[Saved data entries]
··········

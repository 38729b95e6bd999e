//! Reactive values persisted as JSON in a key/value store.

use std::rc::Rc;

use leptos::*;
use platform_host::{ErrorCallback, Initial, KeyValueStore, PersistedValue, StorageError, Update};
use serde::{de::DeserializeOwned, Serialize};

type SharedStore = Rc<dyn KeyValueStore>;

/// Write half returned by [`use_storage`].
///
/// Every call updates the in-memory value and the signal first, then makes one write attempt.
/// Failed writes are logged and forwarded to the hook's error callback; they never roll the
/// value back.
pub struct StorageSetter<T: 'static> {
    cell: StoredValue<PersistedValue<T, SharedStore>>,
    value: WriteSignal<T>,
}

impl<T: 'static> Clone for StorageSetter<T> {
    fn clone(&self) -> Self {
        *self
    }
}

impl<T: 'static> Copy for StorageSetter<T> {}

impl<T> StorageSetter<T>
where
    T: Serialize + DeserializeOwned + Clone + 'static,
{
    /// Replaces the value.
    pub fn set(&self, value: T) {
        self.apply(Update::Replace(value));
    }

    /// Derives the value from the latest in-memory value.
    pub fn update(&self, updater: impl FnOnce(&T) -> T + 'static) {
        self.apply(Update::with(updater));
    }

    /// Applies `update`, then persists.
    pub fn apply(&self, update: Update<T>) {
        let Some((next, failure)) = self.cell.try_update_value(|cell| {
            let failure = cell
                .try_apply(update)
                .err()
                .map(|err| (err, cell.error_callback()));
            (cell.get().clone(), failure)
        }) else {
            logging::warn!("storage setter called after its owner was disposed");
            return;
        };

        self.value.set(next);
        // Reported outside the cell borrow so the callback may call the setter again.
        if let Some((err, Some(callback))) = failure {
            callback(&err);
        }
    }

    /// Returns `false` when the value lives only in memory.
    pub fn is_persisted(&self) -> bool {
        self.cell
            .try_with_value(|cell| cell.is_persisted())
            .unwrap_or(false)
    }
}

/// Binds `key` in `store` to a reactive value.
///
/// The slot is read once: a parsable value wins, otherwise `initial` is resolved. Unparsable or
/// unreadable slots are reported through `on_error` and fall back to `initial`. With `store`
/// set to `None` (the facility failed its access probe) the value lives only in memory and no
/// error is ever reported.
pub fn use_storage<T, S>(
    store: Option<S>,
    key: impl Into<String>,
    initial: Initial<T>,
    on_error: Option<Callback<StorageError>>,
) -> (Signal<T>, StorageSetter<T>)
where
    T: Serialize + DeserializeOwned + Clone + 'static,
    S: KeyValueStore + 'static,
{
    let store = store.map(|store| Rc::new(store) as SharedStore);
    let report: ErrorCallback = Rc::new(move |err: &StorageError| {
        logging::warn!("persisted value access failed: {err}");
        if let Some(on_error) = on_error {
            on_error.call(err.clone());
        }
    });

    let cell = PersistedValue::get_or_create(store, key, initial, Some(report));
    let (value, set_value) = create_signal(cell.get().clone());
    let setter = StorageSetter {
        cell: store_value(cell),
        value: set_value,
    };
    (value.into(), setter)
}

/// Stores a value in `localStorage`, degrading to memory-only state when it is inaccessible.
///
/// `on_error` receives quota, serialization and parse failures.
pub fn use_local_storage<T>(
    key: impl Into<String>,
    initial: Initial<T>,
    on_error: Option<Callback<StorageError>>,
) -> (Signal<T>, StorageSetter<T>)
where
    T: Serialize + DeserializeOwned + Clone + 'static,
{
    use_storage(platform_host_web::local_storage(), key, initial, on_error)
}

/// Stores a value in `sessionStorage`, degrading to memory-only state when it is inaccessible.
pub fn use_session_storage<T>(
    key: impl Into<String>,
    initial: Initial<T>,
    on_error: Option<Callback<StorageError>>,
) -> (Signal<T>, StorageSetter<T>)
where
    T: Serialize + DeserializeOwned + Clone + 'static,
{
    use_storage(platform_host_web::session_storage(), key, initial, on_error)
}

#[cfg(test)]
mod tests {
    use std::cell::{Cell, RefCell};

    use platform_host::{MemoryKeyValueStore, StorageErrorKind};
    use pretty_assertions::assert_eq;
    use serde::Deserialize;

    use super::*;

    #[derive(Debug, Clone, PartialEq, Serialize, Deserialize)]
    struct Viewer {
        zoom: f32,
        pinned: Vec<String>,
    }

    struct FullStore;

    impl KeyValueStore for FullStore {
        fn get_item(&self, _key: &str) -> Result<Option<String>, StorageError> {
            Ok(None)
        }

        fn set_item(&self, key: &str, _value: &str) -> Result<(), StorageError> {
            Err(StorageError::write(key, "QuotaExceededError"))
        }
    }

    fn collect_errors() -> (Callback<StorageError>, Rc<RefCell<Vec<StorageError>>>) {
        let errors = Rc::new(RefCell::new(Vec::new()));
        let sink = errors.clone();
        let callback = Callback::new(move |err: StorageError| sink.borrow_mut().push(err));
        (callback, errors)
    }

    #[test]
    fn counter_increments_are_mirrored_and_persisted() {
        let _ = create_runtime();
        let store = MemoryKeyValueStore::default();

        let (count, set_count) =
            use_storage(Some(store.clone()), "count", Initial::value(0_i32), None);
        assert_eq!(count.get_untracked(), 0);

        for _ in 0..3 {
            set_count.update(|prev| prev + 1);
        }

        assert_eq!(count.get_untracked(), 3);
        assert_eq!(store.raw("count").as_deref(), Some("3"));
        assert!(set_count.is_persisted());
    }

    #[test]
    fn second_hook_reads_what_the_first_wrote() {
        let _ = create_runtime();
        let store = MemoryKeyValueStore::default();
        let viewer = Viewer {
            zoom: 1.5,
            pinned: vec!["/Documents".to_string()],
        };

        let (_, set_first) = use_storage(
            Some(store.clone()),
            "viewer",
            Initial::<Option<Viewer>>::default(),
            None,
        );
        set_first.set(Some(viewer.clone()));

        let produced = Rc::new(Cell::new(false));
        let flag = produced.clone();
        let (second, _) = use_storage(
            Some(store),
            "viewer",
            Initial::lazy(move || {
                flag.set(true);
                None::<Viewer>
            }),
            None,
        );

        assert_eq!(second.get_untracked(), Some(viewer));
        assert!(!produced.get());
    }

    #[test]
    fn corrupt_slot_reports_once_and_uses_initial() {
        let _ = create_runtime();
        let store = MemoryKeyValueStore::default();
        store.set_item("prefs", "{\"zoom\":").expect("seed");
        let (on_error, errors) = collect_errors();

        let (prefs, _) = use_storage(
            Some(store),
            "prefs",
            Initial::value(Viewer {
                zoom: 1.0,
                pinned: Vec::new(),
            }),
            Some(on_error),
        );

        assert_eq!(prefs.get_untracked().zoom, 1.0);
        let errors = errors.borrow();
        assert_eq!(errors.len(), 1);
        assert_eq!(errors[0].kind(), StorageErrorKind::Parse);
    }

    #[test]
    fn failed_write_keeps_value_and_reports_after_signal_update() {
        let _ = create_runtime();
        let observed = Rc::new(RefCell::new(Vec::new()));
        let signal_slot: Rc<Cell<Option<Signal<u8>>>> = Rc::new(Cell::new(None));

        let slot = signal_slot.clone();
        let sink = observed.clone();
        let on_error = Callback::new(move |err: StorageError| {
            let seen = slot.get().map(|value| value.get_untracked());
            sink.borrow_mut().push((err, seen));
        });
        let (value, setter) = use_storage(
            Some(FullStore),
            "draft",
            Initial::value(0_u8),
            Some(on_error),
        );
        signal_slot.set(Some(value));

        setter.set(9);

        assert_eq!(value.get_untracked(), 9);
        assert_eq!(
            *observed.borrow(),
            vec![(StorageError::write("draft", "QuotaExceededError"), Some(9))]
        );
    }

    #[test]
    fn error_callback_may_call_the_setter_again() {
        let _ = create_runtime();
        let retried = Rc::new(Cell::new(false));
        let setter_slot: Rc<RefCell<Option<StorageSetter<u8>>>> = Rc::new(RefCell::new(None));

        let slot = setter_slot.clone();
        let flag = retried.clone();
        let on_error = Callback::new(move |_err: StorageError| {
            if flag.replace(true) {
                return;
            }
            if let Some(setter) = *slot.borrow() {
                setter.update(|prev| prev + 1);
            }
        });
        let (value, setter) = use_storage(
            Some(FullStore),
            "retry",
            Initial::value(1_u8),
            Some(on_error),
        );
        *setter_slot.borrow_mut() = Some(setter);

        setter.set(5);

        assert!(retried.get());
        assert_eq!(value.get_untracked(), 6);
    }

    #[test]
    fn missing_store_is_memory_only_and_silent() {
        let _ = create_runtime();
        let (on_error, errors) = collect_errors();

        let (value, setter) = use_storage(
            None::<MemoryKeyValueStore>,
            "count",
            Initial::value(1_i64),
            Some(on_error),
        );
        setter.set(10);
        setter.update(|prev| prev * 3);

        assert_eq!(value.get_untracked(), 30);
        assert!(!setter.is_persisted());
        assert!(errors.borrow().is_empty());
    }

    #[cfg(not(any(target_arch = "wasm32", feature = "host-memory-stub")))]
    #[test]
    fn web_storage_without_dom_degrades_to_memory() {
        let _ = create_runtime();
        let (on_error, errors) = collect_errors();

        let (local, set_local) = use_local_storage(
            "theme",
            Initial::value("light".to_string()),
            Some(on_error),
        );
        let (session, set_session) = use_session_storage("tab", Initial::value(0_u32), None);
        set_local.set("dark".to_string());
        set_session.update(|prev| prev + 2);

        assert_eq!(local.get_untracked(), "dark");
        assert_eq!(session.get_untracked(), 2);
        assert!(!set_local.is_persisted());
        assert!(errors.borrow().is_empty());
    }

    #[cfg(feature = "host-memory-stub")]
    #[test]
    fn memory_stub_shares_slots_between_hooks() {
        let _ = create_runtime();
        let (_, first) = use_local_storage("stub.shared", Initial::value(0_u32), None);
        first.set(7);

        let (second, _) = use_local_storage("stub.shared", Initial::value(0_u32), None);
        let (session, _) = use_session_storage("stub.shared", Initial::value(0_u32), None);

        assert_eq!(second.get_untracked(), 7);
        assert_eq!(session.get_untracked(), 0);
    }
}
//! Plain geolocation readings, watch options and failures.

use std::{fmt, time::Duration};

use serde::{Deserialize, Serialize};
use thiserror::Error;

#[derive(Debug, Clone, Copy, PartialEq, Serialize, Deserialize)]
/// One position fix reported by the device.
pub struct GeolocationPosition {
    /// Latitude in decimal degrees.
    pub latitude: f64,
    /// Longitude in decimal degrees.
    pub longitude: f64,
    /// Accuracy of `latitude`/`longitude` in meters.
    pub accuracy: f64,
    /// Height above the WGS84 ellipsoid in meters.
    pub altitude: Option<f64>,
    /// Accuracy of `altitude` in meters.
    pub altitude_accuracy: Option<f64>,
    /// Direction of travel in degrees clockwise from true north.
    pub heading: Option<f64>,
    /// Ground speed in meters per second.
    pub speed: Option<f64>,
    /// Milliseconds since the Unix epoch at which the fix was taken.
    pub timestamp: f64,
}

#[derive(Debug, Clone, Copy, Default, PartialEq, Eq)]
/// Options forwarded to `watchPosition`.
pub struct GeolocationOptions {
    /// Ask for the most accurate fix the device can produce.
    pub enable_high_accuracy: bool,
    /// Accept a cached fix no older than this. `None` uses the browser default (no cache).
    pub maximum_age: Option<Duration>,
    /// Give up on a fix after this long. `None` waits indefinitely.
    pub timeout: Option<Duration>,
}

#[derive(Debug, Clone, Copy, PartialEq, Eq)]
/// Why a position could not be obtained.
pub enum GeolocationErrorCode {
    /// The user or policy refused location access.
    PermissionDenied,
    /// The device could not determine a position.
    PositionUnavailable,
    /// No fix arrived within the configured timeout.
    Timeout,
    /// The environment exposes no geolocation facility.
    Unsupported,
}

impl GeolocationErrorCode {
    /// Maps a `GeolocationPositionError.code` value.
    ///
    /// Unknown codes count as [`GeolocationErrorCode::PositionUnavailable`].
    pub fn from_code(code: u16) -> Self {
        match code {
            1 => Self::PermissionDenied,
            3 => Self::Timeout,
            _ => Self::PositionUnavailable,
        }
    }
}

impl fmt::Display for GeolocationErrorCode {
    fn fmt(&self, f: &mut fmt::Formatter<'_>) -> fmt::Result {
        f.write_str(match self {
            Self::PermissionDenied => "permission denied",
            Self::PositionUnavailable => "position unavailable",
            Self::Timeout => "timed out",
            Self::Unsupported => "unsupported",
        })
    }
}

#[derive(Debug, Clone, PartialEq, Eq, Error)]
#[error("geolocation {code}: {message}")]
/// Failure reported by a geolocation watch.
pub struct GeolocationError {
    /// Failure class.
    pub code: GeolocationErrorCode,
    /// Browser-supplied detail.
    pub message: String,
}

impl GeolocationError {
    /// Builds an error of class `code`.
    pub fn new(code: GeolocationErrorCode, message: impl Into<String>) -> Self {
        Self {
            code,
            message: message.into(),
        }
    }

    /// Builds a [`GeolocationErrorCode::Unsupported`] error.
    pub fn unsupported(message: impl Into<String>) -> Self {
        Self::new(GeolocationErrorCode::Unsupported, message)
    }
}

··········

▶ TASK PROMPT: All lines that hold the word "message" should be copied from the data.

▶ ANSWER SPACE:
#[error("geolocation {code}: {message}")]
    pub message: String,
    pub fn new(code: GeolocationErrorCode, message: impl Into<String>) -> Self {
            message: message.into(),
    pub fn unsupported(message: impl Into<String>) -> Self {
        Self::new(GeolocationErrorCode::Unsupported, message)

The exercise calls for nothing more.